Lasciati soli dalle istituzioni

ASSISTENZA L’innalzamento della vita media e dell’età pensionabile ci trasmettono l’immagine di una terza età diversa dal passato, più vitale e produttiva. Elementi certamente reali, che però non possono prescindere da una premessa essenziale: la salute.

Qualora questa venga a mancare infatti, ancor più in un periodo in cui la sanità pubblica è sempre più in crisi, la vecchiaia diventa spesso un momento di terribile sofferenza, per sé e per le proprie famiglie. Lo dimostra la storia di Maria, cinquantenne braidese che come tanti altri è costretta a fare i salti mortali per accudire la mamma malata.

È proprio l’assoluta “normalità” di questa vicenda, nella quale tantissime persone impegnate a fronteggiare le carenze del sistema pubblico e le difficoltà economiche si potranno riconoscere, a renderla terribile e a dimostrare che nel sistema Italia, in cui la popolazione diventa sempre più vecchia, qualcosa deve essere cambiato.

«La mia famiglia», racconta la signora Maria, «sta vivendo da anni una situazione tragica, da quando mia madre, che oggi ha 75 anni, si è ammalata di una malattia invalidante che l’ha resa non più autosufficiente ».

Dopo una vita di lavoro l’anziana signora si trova a vivere con una pensione di 500 euro, a cui si aggiungono altri 500 euro circa della reversibilità del marito defunto. Una somma non disprezzabile secondo i canoni odierni, davvero ristretti, ma di certo non sufficiente a garantirle l’assistenza di cui necessità. La famiglia stessa non è in grado di integrare le risorse e garantirle il soggiorno permanente in una struttura specializzata, i cui costi sono assai elevati.

Lo scorso anno la figlia attiva quindi le pratiche per il riconoscimento dello stato di invalidità della madre, che le viene riconosciuta dopo una prima incertezza. «Alla prima visita non ho potuto portarla perché avevo oramai esaurito ferie e permessi per assisterla e dall’Asl mi hanno fatto sapere che simili visite non potevano essere fatte a domicilio.
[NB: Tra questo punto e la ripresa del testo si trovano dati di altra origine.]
//! End-to-end pipeline tests against the library API, using the
//! deterministic hash embedder and a temp-dir data directory.

use std::fs;
use std::path::{Path, PathBuf};
use std::sync::Arc;

use tempfile::TempDir;

use codectx::config::Config;
use codectx::embedding::create_embedder;
use codectx::pipeline::{Indexer, IndexerOptions, SearchRequest};
use codectx::progress::NoProgress;
use codectx::registry::{CodebaseRegistry, CodebaseStatus, Completion};
use codectx::splitter::SplitMode;
use codectx::store::sqlite::SqliteVectorStore;

struct Fixture {
    _tmp: TempDir,
    repo: PathBuf,
    indexer: Arc<Indexer>,
}

fn fixture(hybrid: bool) -> Fixture {
    fixture_with(hybrid, SplitMode::Chars)
}

fn fixture_with(hybrid: bool, splitter: SplitMode) -> Fixture {
    let tmp = TempDir::new().unwrap();
    let repo = tmp.path().join("repo");
    fs::create_dir_all(&repo).unwrap();

    let mut config = Config::default();
    config.storage.data_dir = Some(tmp.path().join("data"));
    config.indexing.hybrid = hybrid;
    config.indexing.splitter = splitter;
    config.indexing.chunk_size = 400;
    config.indexing.chunk_overlap = 0;
    config.indexing.batch_size = 8;
    config.embedding.dims = Some(64);

    let data_dir = config.storage.resolve_data_dir();
    let embedder = create_embedder(&config.embedding).unwrap();
    let store = Arc::new(SqliteVectorStore::new(&data_dir.join("collections")));
    let registry = Arc::new(CodebaseRegistry::load(&data_dir.join("registry.json")));
    let indexer = Arc::new(Indexer::new(
        embedder,
        store,
        registry,
        IndexerOptions::from_config(&config),
    ));

    Fixture {
        _tmp: tmp,
        repo,
        indexer,
    }
}

fn write(repo: &Path, rel: &str, content: &str) {
    let path = repo.join(rel);
    if let Some(parent) = path.parent() {
        fs::create_dir_all(parent).unwrap();
    }
    fs::write(path, content).unwrap();
}

fn root_key(repo: &Path) -> String {
    repo.canonicalize().unwrap().to_string_lossy().to_string()
}

async fn ids_for_path(fx: &Fixture, rel: &str) -> Vec<String> {
    let name = fx.indexer.collection_name(&fx.repo);
    let filter = format!("relativePath == '{}'", rel);
    fx.indexer
        .store()
        .query(&name, &filter, &["id"], None)
        .await
        .unwrap()
        .iter()
        .filter_map(|row| row.get("id").and_then(|v| v.as_str()).map(String::from))
        .collect()
}

#[tokio::test]
async fn first_run_full_index() {
    let fx = fixture(true);
    write(&fx.repo, "a.ts", "export const x = 1;");
    write(&fx.repo, "b.py", "def f(): return 1");

    let stats = fx.indexer.index(&fx.repo, false, &NoProgress).await.unwrap();
    assert_eq!(stats.files, 2);
    assert!(stats.chunks >= 2);
    assert_eq!(stats.completion, Completion::Completed);

    let name = fx.indexer.collection_name(&fx.repo);
    assert!(fx.indexer.store().has_collection(&name).await.unwrap());

    match fx.indexer.registry().get(&root_key(&fx.repo)) {
        Some(CodebaseStatus::Indexed { files, chunks, .. }) => {
            assert_eq!(files, 2);
            assert!(chunks >= 2);
        }
        other => panic!("expected indexed status, got {:?}", other),
    }
}

#[tokio::test]
async fn incremental_add_modify_delete() {
    let fx = fixture(true);
    write(&fx.repo, "a.ts", "export const x = 1;");
    write(&fx.repo, "b.py", "def f(): return 1");
    fx.indexer.index(&fx.repo, false, &NoProgress).await.unwrap();

    let old_a_ids = ids_for_path(&fx, "a.ts").await;
    assert!(!old_a_ids.is_empty());

    write(&fx.repo, "c.ts", "export const y = 2;");
    write(&fx.repo, "a.ts", "export const x = 100;");
    fs::remove_file(fx.repo.join("b.py")).unwrap();

    let changes = fx
        .indexer
        .reindex_by_change(&fx.repo, &NoProgress)
        .await
        .unwrap();
    assert_eq!(changes.added, 1);
    assert_eq!(changes.modified, 1);
    assert_eq!(changes.removed, 1);

    // Rows for the deleted file are gone.
    assert!(ids_for_path(&fx, "b.py").await.is_empty());
    // The new file landed.
    assert!(!ids_for_path(&fx, "c.ts").await.is_empty());
    // The modified file got fresh content-addressed ids.
    let new_a_ids = ids_for_path(&fx, "a.ts").await;
    assert!(!new_a_ids.is_empty());
    for old in &old_a_ids {
        assert!(!new_a_ids.contains(old), "stale chunk id survived: {}", old);
    }
}

#[tokio::test]
async fn reindex_without_changes_is_a_noop() {
    let fx = fixture(true);
    write(&fx.repo, "a.ts", "export const x = 1;");
    fx.indexer.index(&fx.repo, false, &NoProgress).await.unwrap();

    let changes = fx
        .indexer
        .reindex_by_change(&fx.repo, &NoProgress)
        .await
        .unwrap();
    assert_eq!(changes.added, 0);
    assert_eq!(changes.modified, 0);
    assert_eq!(changes.removed, 0);
}

#[tokio::test]
async fn index_clear_index_yields_same_chunk_ids() {
    let fx = fixture(false);
    write(&fx.repo, "a.ts", "export const x = 1;");
    write(&fx.repo, "b.py", "def f(): return 1");

    fx.indexer.index(&fx.repo, false, &NoProgress).await.unwrap();
    let name = fx.indexer.collection_name(&fx.repo);
    let mut first: Vec<String> = ids_for_path(&fx, "a.ts").await;
    first.extend(ids_for_path(&fx, "b.py").await);
    first.sort();

    fx.indexer.clear_index(&fx.repo).await.unwrap();
    assert!(!fx.indexer.store().has_collection(&name).await.unwrap());
    assert_eq!(fx.indexer.registry().get(&root_key(&fx.repo)), None);

    fx.indexer.index(&fx.repo, false, &NoProgress).await.unwrap();
    let mut second: Vec<String> = ids_for_path(&fx, "a.ts").await;
    second.extend(ids_for_path(&fx, "b.py").await);
    second.sort();

    assert_eq!(first, second);
}

#[tokio::test]
async fn dense_threshold_separates_self_match_from_noise() {
    let fx = fixture(false);
    let content = "function calculateTotal(items) { return items.length; }";
    write(&fx.repo, "total.js", content);
    fx.indexer.index(&fx.repo, false, &NoProgress).await.unwrap();

    // Searching a chunk's own text: self-similarity is 1 with the hash
    // embedder, so a 0.99 threshold keeps it.
    let hit = fx
        .indexer
        .search(
            &fx.repo,
            &SearchRequest {
                query: content.to_string(),
                limit: 5,
                threshold: Some(0.99),
                extensions: None,
            },
        )
        .await
        .unwrap();
    assert_eq!(hit.results.len(), 1);
    assert_eq!(hit.results[0].relative_path, "total.js");
    assert_eq!(hit.results[0].language, "javascript");

    let miss = fx
        .indexer
        .search(
            &fx.repo,
            &SearchRequest {
                query: "zzz qqq entirely unrelated tokens".to_string(),
                limit: 5,
                threshold: Some(0.99),
                extensions: None,
            },
        )
        .await
        .unwrap();
    assert!(miss.results.is_empty());
}

#[tokio::test]
async fn hybrid_search_survives_unknown_query_terms() {
    let fx = fixture(true);
    write(&fx.repo, "calc.ts", "function calculateTotal() {}");
    write(&fx.repo, "user.ts", "class UserManager {}");
    write(&fx.repo, "fetch.ts", "const fetchData = () => {};");
    fx.indexer.index(&fx.repo, false, &NoProgress).await.unwrap();

    let outcome = fx
        .indexer
        .search(
            &fx.repo,
            &SearchRequest::new("nonexistent_unknown_term_xyz"),
        )
        .await
        .unwrap();
    // Dense-only fallback: up to 3 results, no error.
    assert!(!outcome.results.is_empty());
    assert!(outcome.results.len() <= 3);
}

#[tokio::test]
async fn search_on_unindexed_codebase_returns_empty() {
    let fx = fixture(true);
    write(&fx.repo, "a.ts", "export const x = 1;");

    let outcome = fx
        .indexer
        .search(&fx.repo, &SearchRequest::new("anything"))
        .await
        .unwrap();
    assert!(outcome.results.is_empty());
    assert!(!outcome.indexing_in_progress);
}

#[tokio::test]
async fn search_reports_in_progress_indexing() {
    let fx = fixture(true);
    write(&fx.repo, "a.ts", "export const x = 1;");
    fx.indexer.registry().set_indexing(&root_key(&fx.repo), 40);

    let outcome = fx
        .indexer
        .search(&fx.repo, &SearchRequest::new("anything"))
        .await
        .unwrap();
    assert!(outcome.indexing_in_progress);
}

#[tokio::test]
async fn extension_allow_list_filters_results() {
    let fx = fixture(false);
    write(&fx.repo, "a.rs", "fn shared_token_alpha() {}");
    write(&fx.repo, "b.py", "def shared_token_alpha(): pass");
    fx.indexer.index(&fx.repo, false, &NoProgress).await.unwrap();

    let outcome = fx
        .indexer
        .search(
            &fx.repo,
            &SearchRequest {
                query: "shared_token_alpha".to_string(),
                limit: 10,
                threshold: None,
                extensions: Some(vec![".py".to_string()]),
            },
        )
        .await
        .unwrap();
    assert!(!outcome.results.is_empty());
    for result in &outcome.results {
        assert_eq!(result.relative_path, "b.py");
    }
}

#[tokio::test]
async fn force_reindex_rebuilds_from_scratch() {
    let fx = fixture(true);
    write(&fx.repo, "a.ts", "export const x = 1;");
    fx.indexer.index(&fx.repo, false, &NoProgress).await.unwrap();

    write(&fx.repo, "b.ts", "export const y = 2;");
    let stats = fx.indexer.index(&fx.repo, true, &NoProgress).await.unwrap();
    assert_eq!(stats.files, 2);
    assert!(!ids_for_path(&fx, "b.ts").await.is_empty());
}

#[tokio::test]
async fn index_on_indexed_codebase_runs_incrementally() {
    let fx = fixture(true);
    write(&fx.repo, "a.ts", "export const x = 1;");
    fx.indexer.index(&fx.repo, false, &NoProgress).await.unwrap();

    write(&fx.repo, "b.ts", "export const y = 2;");
    // Second `index` without force takes the incremental path.
    let stats = fx.indexer.index(&fx.repo, false, &NoProgress).await.unwrap();
    assert_eq!(stats.files, 2);
    assert!(!ids_for_path(&fx, "b.ts").await.is_empty());
}

#[tokio::test]
async fn collection_names_are_deterministic_and_distinct() {
    let fx = fixture(true);
    let other = fx.repo.parent().unwrap().join("other");
    fs::create_dir_all(&other).unwrap();

    let name_a = fx.indexer.collection_name(&fx.repo);
    let name_b = fx.indexer.collection_name(&fx.repo);
    assert_eq!(name_a, name_b);
    assert!(name_a.starts_with("hybrid_code_chunks_"));
    assert_ne!(name_a, fx.indexer.collection_name(&other));
}

#[tokio::test]
async fn reconcile_drops_stale_indexed_entries() {
    let fx = fixture(true);
    write(&fx.repo, "a.ts", "export const x = 1;");
    fx.indexer.index(&fx.repo, false, &NoProgress).await.unwrap();

    // Simulate the collection disappearing behind the registry's back.
    let name = fx.indexer.collection_name(&fx.repo);
    fx.indexer.store().drop_collection(&name).await.unwrap();

    fx.indexer.reconcile_registry().await.unwrap();
    assert_eq!(fx.indexer.registry().get(&root_key(&fx.repo)), None);

    // Indexing entries survive reconciliation.
    fx.indexer.registry().set_indexing(&root_key(&fx.repo), 10);
    fx.indexer.reconcile_registry().await.unwrap();
    assert!(matches!(
        fx.indexer.registry().get(&root_key(&fx.repo)),
        Some(CodebaseStatus::Indexing { .. })
    ));
}

#[tokio::test]
async fn ast_splitter_indexes_rust_declarations() {
    let fx = fixture_with(false, SplitMode::Ast);
    write(
        &fx.repo,
        "lib.rs",
        "pub fn alpha() -> i32 {\n    1\n}\n\npub fn beta() -> i32 {\n    2\n}\n",
    );
    let stats = fx.indexer.index(&fx.repo, false, &NoProgress).await.unwrap();
    assert_eq!(stats.files, 1);
    assert!(stats.chunks >= 1);

    let rows = ids_for_path(&fx, "lib.rs").await;
    assert_eq!(rows.len(), stats.chunks);
}

struct FailingEmbedder;

#[async_trait::async_trait]
impl codectx::embedding::Embedder for FailingEmbedder {
    fn dimension(&self) -> usize {
        8
    }

    fn provider(&self) -> &str {
        "failing"
    }

    async fn embed(&self, _text: &str) -> anyhow::Result<codectx::embedding::Embedding> {
        anyhow::bail!("provider unreachable")
    }

    async fn embed_batch(
        &self,
        _texts: &[String],
    ) -> anyhow::Result<Vec<codectx::embedding::Embedding>> {
        anyhow::bail!("provider unreachable")
    }
}

#[tokio::test]
async fn fatal_embedding_failure_records_failed_status() {
    let tmp = TempDir::new().unwrap();
    let repo = tmp.path().join("repo");
    fs::create_dir_all(&repo).unwrap();
    write(&repo, "a.ts", "export const x = 1;");

    let mut config = Config::default();
    config.storage.data_dir = Some(tmp.path().join("data"));
    config.indexing.hybrid = false;
    config.indexing.splitter = SplitMode::Chars;

    let data_dir = config.storage.resolve_data_dir();
    let store = Arc::new(SqliteVectorStore::new(&data_dir.join("collections")));
    let registry = Arc::new(CodebaseRegistry::load(&data_dir.join("registry.json")));
    let indexer = Indexer::new(
        Arc::new(FailingEmbedder),
        store,
        registry,
        IndexerOptions::from_config(&config),
    );

    let result = indexer.index(&repo, false, &NoProgress).await;
    assert!(result.is_err());

    let key = repo.canonicalize().unwrap().to_string_lossy().to_string();
    match indexer.registry().get(&key) {
        Some(CodebaseStatus::Failed { message, .. }) => {
            assert!(message.contains("embedding failed") || message.contains("unreachable"));
        }
        other => panic!("expected failed status, got {:?}", other),
    }
}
Ho dovuto quindi fissare un secondo appuntamento per il mese successivo, al quale non siamo mancati».

Alle risorse dell’anziana si aggiunge quindi un assegno di accompagnamento di altri 500 euro circa, denaro che viene reinvestito dalla famiglia per pagare una badante («Ovviamente messa a posto con i libretti») che assista la donna per mezza giornata.

«Per le ore restanti l’assistenza viene fornita da me o da mio marito a seconda dei suoi turni di lavoro», spiega la signora Maria, che aggiunge: «D’altro canto non potremmo permetterci una badante a tempo pieno, a cui dovremmo offrire anche vitto e alloggio».

Ma i problemi non sono certo finiti: come è logico aspettarsi da una donna di 75 anni in gravi condizioni di salute, anche la nostra protagonista necessita con una certa frequenza di ricoveri in ospedale, seguiti da periodi più o meno dilatati di lungodegenza. Settimane in cui, come prevede la legge, l’accompagnamento non viene pagato, visto che l’anziana si trova in una struttura che la segue.

«Tuttavia, in quelle settimane non posso smettere di pagare i contributi alla badante, senza dimenticare l’assistenza notturna, che viene “consigliata” per pazienti che si trovano in quelle condizioni. Non sempre io o mio marito, lavorando entrambi, siamo in grado di passarle le notti e una badante costa dai 100 ai 120 euro a notte».

Il risultato di tutto ciò: una vita completamente dedicata all’anziana madre e un costante drenaggio di denaro. «Sia chiaro, io non rinfaccio nulla a mia madre. Faccio tutto volentieri per lei. Solamente sono stanca dell’indifferenza generale delle istituzioni e davanti a me non vedo che montagne da scalare».